Much of the book describes the adventures of man and dog – working together as security guards, or on annual treks to caravan parks, sometimes scuppered by lapses into drinking. Healy is intensely affected by any pain felt by his pet, and his struggles against the failing health of both Martin and his mother are bitterly recounted. His relationships with women are another focus of the book's sadness: more, I suspect, than he realises. Drawn strongly to the company of women, he never quite connects or commits, especially when he has the excuse of the dog – his absolute priority.

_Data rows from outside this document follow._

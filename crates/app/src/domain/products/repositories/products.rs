//! Products Repository

use jiff_sqlx::Timestamp as SqlxTimestamp;
use sqlx::{FromRow, Postgres, Row, Transaction, postgres::PgRow, query, query_as, query_scalar};
use tracing::debug;
use uuid::Uuid;

use crate::domain::{
    columns::{
        try_get_amount, try_get_enum, try_get_optional_amount, try_i64_from_u64,
        try_optional_i64_from_u64,
    },
    products::{
        data::NewProduct,
        records::{AttributeUuid, ProductRecord, ProductUuid, StockStatus},
    },
};

const CREATE_PRODUCT_SQL: &str = include_str!("../sql/create_product.sql");
const CREATE_PRODUCT_ATTRIBUTES_SQL: &str = include_str!("../sql/create_product_attributes.sql");
const GET_PRODUCT_SQL: &str = include_str!("../sql/get_product.sql");
const GET_PRODUCTS_SQL: &str = include_str!("../sql/get_products.sql");
const COUNT_PRODUCTS_SQL: &str = include_str!("../sql/count_products.sql");
const SET_STOCK_SQL: &str = include_str!("../sql/set_stock.sql");

#[derive(Debug, Clone, Default)]
pub(crate) struct PgProductsRepository;

impl PgProductsRepository {
    #[must_use]
    pub(crate) fn new() -> Self {
        Self
    }

    pub(crate) async fn create_product(
        &self,
        tx: &mut Transaction<'_, Postgres>,
        product: NewProduct,
    ) -> Result<ProductRecord, sqlx::Error> {
        let (created_at, updated_at): (SqlxTimestamp, SqlxTimestamp) =
            query_as(CREATE_PRODUCT_SQL)
                .bind(product.uuid)
                .bind(&product.name)
                .bind(&product.sku)
                .bind(try_i64_from_u64(product.price, "price")?)
                .bind(try_optional_i64_from_u64(
                    product.discount_price,
                    "discount_price",
                )?)
                .bind(try_i64_from_u64(product.total_stock, "total_stock")?)
                .bind(product.stock_status.as_str())
                .bind(product.status.as_str())
                .bind(product.category_uuid)
                .bind(&product.feature_image)
                .fetch_one(&mut **tx)
                .await?;

        if !product.attributes.is_empty() {
            let attribute_uuids: Vec<Uuid> = product
                .attributes
                .iter()
                .map(|attribute| attribute.into_uuid())
                .collect();

            query(CREATE_PRODUCT_ATTRIBUTES_SQL)
                .bind(product.uuid)
                .bind(&attribute_uuids)
                .execute(&mut **tx)
                .await?;
        }

        Ok(ProductRecord {
            uuid: product.uuid,
            name: product.name,
            sku: product.sku,
            price: product.price,
            discount_price: product.discount_price,
            total_stock: product.total_stock,
            stock_status: product.stock_status,
            status: product.status,
            category_uuid: product.category_uuid,
            feature_image: product.feature_image,
            attributes: product.attributes,
            created_at: created_at.to_jiff(),
            updated_at: updated_at.to_jiff(),
        })
    }

    pub(crate) async fn get_product(
        &self,
        tx: &mut Transaction<'_, Postgres>,
        product: ProductUuid,
    ) -> Result<ProductRecord, sqlx::Error> {
        query_as::<Postgres, ProductRecord>(GET_PRODUCT_SQL)
            .bind(product)
            .fetch_one(&mut **tx)
            .await
    }

    /// Fetch every product in `products` that exists. Missing ids are simply absent from the
    /// result, so callers compare lengths to detect them.
    pub(crate) async fn get_products(
        &self,
        tx: &mut Transaction<'_, Postgres>,
        products: &[ProductUuid],
    ) -> Result<Vec<ProductRecord>, sqlx::Error> {
        let uuids: Vec<Uuid> = products.iter().map(|product| product.into_uuid()).collect();

        let records = query_as::<Postgres, ProductRecord>(GET_PRODUCTS_SQL)
            .bind(&uuids)
            .fetch_all(&mut **tx)
            .await?;

        debug!(
            requested = uuids.len(),
            found = records.len(),
            "resolved products"
        );

        Ok(records)
    }

    pub(crate) async fn count_products(
        &self,
        tx: &mut Transaction<'_, Postgres>,
        products: &[ProductUuid],
    ) -> Result<u64, sqlx::Error> {
        let uuids: Vec<Uuid> = products.iter().map(|product| product.into_uuid()).collect();

        let count: i64 = query_scalar(COUNT_PRODUCTS_SQL)
            .bind(&uuids)
            .fetch_one(&mut **tx)
            .await?;

        Ok(count.unsigned_abs())
    }

    pub(crate) async fn set_stock(
        &self,
        tx: &mut Transaction<'_, Postgres>,
        product: ProductUuid,
        total_stock: u64,
        stock_status: StockStatus,
    ) -> Result<u64, sqlx::Error> {
        let rows_affected = query(SET_STOCK_SQL)
            .bind(product)
            .bind(try_i64_from_u64(total_stock, "total_stock")?)
            .bind(stock_status.as_str())
            .execute(&mut **tx)
            .await?
            .rows_affected();

        Ok(rows_affected)
    }
}

impl<'r> FromRow<'r, PgRow> for ProductRecord {
    fn from_row(row: &'r PgRow) -> sqlx::Result<Self> {
        let attribute_uuids: Vec<Uuid> = row.try_get("attribute_uuids")?;

        Ok(Self {
            uuid: row.try_get("uuid")?,
            name: row.try_get("name")?,
            sku: row.try_get("sku")?,
            price: try_get_amount(row, "price")?,
            discount_price: try_get_optional_amount(row, "discount_price")?,
            total_stock: try_get_amount(row, "total_stock")?,
            stock_status: try_get_enum(row, "stock_status")?,
            status: try_get_enum(row, "status")?,
            category_uuid: row.try_get("category_uuid")?,
            feature_image: row.try_get("feature_image")?,
            attributes: attribute_uuids
                .into_iter()
                .map(AttributeUuid::from_uuid)
                .collect(),
            created_at: row.try_get::<SqlxTimestamp, _>("created_at")?.to_jiff(),
            updated_at: row.try_get::<SqlxTimestamp, _>("updated_at")?.to_jiff(),
        })
    }
}
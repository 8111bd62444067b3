//! Dashboard Stats Handler

use std::sync::Arc;

use jiff::Timestamp;
use salvo::{oapi::ToSchema, prelude::*};
use serde::{Deserialize, Serialize};
use uuid::Uuid;

use storefront_app::domain::dashboard::records::{
    DashboardStats, OrderCounts, SalesTotals, TopProduct,
};

use crate::{dashboard::errors::into_status_error, extensions::*, state::State};

/// Order totals per period
#[derive(Debug, Serialize, Deserialize, ToSchema)]
#[serde(rename_all = "camelCase")]
pub(crate) struct SalesResponse {
    pub today: u64,
    pub yesterday: u64,
    pub this_month: u64,
    pub last_month: u64,
    pub all_time: u64,
}

impl From<SalesTotals> for SalesResponse {
    fn from(sales: SalesTotals) -> Self {
        Self {
            today: sales.today,
            yesterday: sales.yesterday,
            this_month: sales.this_month,
            last_month: sales.last_month,
            all_time: sales.all_time,
        }
    }
}

/// Order counts by status
#[derive(Debug, Serialize, Deserialize, ToSchema)]
#[serde(rename_all = "camelCase")]
pub(crate) struct OrderCountsResponse {
    pub total: u64,
    pub cancelled: u64,
    /// Pending and processing orders
    pub processing: u64,
    pub delivered: u64,
}

impl From<OrderCounts> for OrderCountsResponse {
    fn from(counts: OrderCounts) -> Self {
        Self {
            total: counts.total,
            cancelled: counts.cancelled,
            processing: counts.processing,
            delivered: counts.delivered,
        }
    }
}

/// Best-selling product over the last three months
#[derive(Debug, Serialize, Deserialize, ToSchema)]
#[serde(rename_all = "camelCase")]
pub(crate) struct TopProductResponse {
    pub product_uuid: Uuid,
    pub name: String,
    pub sku: String,
    pub image: Option<String>,
    pub total_value: u64,
    pub total_quantity: u64,
    /// Percentage of the listed products' combined value
    pub ratio: f64,
}

impl From<TopProduct> for TopProductResponse {
    fn from(product: TopProduct) -> Self {
        Self {
            product_uuid: product.product_uuid.into_uuid(),
            name: product.name,
            sku: product.sku,
            image: product.image,
            total_value: product.total_value,
            total_quantity: product.total_quantity,
            ratio: product.ratio,
        }
    }
}

/// Dashboard Stats Response
#[derive(Debug, Serialize, Deserialize, ToSchema)]
#[serde(rename_all = "camelCase")]
pub(crate) struct DashboardStatsResponse {
    pub sales: SalesResponse,
    pub orders: OrderCountsResponse,
    pub top_products: Vec<TopProductResponse>,
}

impl From<DashboardStats> for DashboardStatsResponse {
    fn from(stats: DashboardStats) -> Self {
        Self {
            sales: stats.sales.into(),
            orders: stats.orders.into(),
            top_products: stats.top_products.into_iter().map(Into::into).collect(),
        }
    }
}

/// Dashboard Stats Handler
///
/// Day and month boundaries are in UTC.
#[endpoint(
    tags("admin"),
    summary = "Sales Dashboard",
    security(("user_uuid" = []))
)]
pub(crate) async fn handler(depot: &mut Depot) -> Result<Json<DashboardStatsResponse>, StatusError> {
    let state = depot.obtain_or_500::<Arc<State>>()?;

    let stats = state
        .app
        .dashboard
        .stats(Timestamp::now())
        .await
        .map_err(into_status_error)?;

    Ok(Json(stats.into()))
}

Healy has previously published two novels, and a book on boxing. His writing life is skimmed over however (much of it happened since the events here), though he recounts an uneasy and irregular attachment to religion, from his teenage desire to escape to an Israeli kibbutz, to Christmas services with his mother, to a pledge against drink which sees him, where the book ends in the mid '90s, on a ten-day retreat at an abbey, tempted by the monastic life, but still too drawn by people, and by the human ties of pride and doubt.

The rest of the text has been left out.